**INSTRUCTIONS TO FOLLOW**
Line count for "Debug": say how many lines of the data contain it, with no other text.

┌──

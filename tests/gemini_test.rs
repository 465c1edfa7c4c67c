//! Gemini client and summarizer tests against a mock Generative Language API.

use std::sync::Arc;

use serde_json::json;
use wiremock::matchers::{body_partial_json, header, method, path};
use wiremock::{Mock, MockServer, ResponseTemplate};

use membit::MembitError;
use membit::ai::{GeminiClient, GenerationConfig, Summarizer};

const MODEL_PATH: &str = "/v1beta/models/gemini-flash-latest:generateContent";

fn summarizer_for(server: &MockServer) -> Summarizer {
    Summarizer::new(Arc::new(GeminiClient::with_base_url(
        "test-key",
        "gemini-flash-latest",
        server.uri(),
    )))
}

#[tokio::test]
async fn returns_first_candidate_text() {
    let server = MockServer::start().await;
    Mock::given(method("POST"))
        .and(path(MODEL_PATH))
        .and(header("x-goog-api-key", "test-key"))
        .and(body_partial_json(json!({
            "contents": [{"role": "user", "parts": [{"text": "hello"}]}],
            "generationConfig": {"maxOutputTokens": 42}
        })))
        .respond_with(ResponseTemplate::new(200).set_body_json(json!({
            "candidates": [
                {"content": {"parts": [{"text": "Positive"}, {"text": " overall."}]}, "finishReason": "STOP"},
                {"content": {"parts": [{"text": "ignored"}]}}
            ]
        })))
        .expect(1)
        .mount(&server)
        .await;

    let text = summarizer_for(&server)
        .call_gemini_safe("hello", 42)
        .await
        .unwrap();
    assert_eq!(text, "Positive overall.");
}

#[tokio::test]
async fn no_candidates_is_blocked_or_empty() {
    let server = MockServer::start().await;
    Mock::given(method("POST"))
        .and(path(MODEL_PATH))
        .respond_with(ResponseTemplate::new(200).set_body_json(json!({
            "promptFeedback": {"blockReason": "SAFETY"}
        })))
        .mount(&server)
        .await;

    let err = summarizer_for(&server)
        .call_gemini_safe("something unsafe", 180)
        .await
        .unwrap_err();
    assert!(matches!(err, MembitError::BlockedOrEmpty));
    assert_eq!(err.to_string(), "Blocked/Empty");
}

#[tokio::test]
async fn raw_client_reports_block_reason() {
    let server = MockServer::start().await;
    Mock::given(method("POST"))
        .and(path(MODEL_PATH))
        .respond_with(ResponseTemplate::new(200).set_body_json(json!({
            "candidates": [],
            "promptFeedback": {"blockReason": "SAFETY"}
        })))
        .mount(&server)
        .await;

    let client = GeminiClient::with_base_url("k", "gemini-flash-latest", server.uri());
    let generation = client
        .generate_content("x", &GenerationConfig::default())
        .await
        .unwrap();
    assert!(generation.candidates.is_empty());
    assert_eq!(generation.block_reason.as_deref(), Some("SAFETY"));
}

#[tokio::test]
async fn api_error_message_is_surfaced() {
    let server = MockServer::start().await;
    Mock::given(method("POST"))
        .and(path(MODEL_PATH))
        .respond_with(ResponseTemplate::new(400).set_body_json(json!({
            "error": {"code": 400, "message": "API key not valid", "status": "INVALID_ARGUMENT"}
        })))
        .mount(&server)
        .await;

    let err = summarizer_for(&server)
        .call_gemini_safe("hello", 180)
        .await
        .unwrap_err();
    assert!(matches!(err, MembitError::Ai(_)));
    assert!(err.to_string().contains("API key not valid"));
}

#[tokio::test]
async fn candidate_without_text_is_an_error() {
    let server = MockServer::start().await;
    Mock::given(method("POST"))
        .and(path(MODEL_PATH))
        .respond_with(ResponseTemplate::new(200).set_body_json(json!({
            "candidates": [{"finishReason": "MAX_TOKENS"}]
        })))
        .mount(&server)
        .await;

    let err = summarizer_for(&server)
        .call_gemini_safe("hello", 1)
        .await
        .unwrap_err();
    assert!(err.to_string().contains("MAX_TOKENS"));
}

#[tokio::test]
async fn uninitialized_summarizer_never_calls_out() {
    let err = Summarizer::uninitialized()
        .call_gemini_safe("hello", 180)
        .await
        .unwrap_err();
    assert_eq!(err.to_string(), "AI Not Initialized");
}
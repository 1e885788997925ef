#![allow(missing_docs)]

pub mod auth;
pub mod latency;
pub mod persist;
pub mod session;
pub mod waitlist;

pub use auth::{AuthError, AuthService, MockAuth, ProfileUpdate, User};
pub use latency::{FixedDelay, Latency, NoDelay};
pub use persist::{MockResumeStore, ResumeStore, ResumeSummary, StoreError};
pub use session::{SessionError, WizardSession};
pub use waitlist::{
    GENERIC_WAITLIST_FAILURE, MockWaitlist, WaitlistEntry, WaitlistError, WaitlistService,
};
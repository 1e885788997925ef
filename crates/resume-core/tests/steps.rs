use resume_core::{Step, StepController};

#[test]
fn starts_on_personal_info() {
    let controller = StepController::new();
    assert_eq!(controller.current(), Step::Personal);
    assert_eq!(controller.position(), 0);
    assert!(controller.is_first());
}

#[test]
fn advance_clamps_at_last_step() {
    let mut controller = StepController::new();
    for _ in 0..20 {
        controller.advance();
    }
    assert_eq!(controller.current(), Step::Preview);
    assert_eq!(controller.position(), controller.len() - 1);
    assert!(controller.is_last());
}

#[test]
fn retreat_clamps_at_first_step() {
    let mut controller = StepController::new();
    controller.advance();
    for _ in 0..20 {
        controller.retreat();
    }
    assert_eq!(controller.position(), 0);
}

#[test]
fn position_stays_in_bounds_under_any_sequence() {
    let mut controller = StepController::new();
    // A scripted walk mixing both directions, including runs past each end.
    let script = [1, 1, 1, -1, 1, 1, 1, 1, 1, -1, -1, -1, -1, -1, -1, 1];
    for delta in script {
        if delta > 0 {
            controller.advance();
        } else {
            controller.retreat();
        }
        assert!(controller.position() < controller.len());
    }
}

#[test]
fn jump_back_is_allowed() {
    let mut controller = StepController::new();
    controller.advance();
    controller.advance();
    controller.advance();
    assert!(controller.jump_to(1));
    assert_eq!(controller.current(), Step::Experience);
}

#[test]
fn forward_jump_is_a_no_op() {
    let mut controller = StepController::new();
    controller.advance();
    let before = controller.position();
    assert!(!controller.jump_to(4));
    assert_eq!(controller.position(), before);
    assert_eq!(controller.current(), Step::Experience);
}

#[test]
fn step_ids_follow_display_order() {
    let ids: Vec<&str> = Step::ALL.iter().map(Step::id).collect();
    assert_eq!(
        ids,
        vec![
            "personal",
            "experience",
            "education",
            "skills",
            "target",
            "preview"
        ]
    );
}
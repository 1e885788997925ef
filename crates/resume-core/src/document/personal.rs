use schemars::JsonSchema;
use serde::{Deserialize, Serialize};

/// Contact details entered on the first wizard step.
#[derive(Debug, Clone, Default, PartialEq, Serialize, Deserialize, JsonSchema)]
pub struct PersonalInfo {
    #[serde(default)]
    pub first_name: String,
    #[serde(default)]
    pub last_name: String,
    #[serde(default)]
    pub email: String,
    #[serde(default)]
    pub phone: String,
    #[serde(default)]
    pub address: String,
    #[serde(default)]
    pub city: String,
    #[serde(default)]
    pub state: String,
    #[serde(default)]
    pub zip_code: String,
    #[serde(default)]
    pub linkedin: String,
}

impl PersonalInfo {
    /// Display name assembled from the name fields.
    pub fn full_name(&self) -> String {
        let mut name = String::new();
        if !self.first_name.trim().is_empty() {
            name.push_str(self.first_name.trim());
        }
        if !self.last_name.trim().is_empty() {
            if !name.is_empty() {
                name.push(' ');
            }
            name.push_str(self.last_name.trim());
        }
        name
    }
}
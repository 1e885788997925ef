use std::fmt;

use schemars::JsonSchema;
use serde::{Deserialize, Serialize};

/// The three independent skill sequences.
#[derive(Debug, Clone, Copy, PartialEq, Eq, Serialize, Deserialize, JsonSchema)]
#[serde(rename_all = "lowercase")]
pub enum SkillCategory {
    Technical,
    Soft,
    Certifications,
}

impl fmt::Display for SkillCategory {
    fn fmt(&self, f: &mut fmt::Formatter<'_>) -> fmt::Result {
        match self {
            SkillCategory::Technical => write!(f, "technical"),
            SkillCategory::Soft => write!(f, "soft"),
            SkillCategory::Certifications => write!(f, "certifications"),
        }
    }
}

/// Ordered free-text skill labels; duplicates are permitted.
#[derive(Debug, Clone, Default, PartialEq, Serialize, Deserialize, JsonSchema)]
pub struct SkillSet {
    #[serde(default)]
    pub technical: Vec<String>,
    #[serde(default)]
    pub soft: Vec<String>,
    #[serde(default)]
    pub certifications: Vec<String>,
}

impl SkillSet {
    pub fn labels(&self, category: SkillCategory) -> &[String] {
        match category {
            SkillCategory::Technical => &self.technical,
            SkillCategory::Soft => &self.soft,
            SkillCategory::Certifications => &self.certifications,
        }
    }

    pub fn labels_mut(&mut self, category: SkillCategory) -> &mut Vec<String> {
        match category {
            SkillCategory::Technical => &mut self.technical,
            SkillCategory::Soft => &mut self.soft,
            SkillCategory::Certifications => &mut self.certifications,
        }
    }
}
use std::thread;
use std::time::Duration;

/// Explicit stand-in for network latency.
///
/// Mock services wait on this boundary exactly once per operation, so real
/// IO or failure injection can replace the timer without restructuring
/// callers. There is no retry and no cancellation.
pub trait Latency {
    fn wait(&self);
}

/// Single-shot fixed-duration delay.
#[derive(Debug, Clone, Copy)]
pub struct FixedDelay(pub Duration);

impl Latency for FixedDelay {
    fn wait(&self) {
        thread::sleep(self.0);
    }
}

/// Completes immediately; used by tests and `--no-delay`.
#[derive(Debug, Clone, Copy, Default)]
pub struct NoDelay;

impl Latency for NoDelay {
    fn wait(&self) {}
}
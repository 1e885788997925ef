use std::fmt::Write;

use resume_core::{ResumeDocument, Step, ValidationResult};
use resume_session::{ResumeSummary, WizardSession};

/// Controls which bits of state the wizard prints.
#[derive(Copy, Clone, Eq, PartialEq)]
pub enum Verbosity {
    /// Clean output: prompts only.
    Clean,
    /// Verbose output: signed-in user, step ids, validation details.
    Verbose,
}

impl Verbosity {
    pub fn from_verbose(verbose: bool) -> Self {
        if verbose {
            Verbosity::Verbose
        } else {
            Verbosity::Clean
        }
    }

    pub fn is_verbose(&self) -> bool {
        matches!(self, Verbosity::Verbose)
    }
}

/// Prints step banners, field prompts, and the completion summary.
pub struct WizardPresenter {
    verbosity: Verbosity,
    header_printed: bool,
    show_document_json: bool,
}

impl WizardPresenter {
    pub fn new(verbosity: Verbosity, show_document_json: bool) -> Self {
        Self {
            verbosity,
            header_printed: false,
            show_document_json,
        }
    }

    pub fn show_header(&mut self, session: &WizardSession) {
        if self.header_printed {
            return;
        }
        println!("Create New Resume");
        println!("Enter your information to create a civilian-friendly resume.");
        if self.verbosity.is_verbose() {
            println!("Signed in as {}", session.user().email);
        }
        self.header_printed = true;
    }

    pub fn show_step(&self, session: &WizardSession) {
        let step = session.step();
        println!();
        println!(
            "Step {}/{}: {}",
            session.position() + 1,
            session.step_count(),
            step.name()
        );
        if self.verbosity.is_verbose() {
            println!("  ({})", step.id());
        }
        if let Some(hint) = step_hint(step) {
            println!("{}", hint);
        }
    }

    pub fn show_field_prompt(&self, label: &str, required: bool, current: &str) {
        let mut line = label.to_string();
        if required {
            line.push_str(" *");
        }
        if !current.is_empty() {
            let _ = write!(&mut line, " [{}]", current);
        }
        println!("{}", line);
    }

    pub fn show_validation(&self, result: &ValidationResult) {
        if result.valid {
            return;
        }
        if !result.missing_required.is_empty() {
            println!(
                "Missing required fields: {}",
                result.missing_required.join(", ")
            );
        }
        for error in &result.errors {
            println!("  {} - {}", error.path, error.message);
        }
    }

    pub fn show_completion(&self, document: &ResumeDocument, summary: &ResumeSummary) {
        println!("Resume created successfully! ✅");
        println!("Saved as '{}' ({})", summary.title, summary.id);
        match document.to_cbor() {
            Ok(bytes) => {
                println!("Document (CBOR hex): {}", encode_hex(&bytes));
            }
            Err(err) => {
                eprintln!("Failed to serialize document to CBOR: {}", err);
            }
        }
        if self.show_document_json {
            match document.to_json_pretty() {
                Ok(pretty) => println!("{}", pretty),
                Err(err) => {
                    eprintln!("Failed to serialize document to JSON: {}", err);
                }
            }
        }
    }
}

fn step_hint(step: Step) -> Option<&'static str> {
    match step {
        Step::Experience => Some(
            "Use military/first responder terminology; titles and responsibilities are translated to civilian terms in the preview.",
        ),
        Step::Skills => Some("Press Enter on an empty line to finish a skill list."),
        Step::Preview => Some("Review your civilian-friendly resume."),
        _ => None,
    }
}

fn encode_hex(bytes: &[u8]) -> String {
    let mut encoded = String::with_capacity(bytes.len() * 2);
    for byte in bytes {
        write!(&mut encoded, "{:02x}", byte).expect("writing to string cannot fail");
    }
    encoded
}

└──

**EXERCISE ANSWER**
5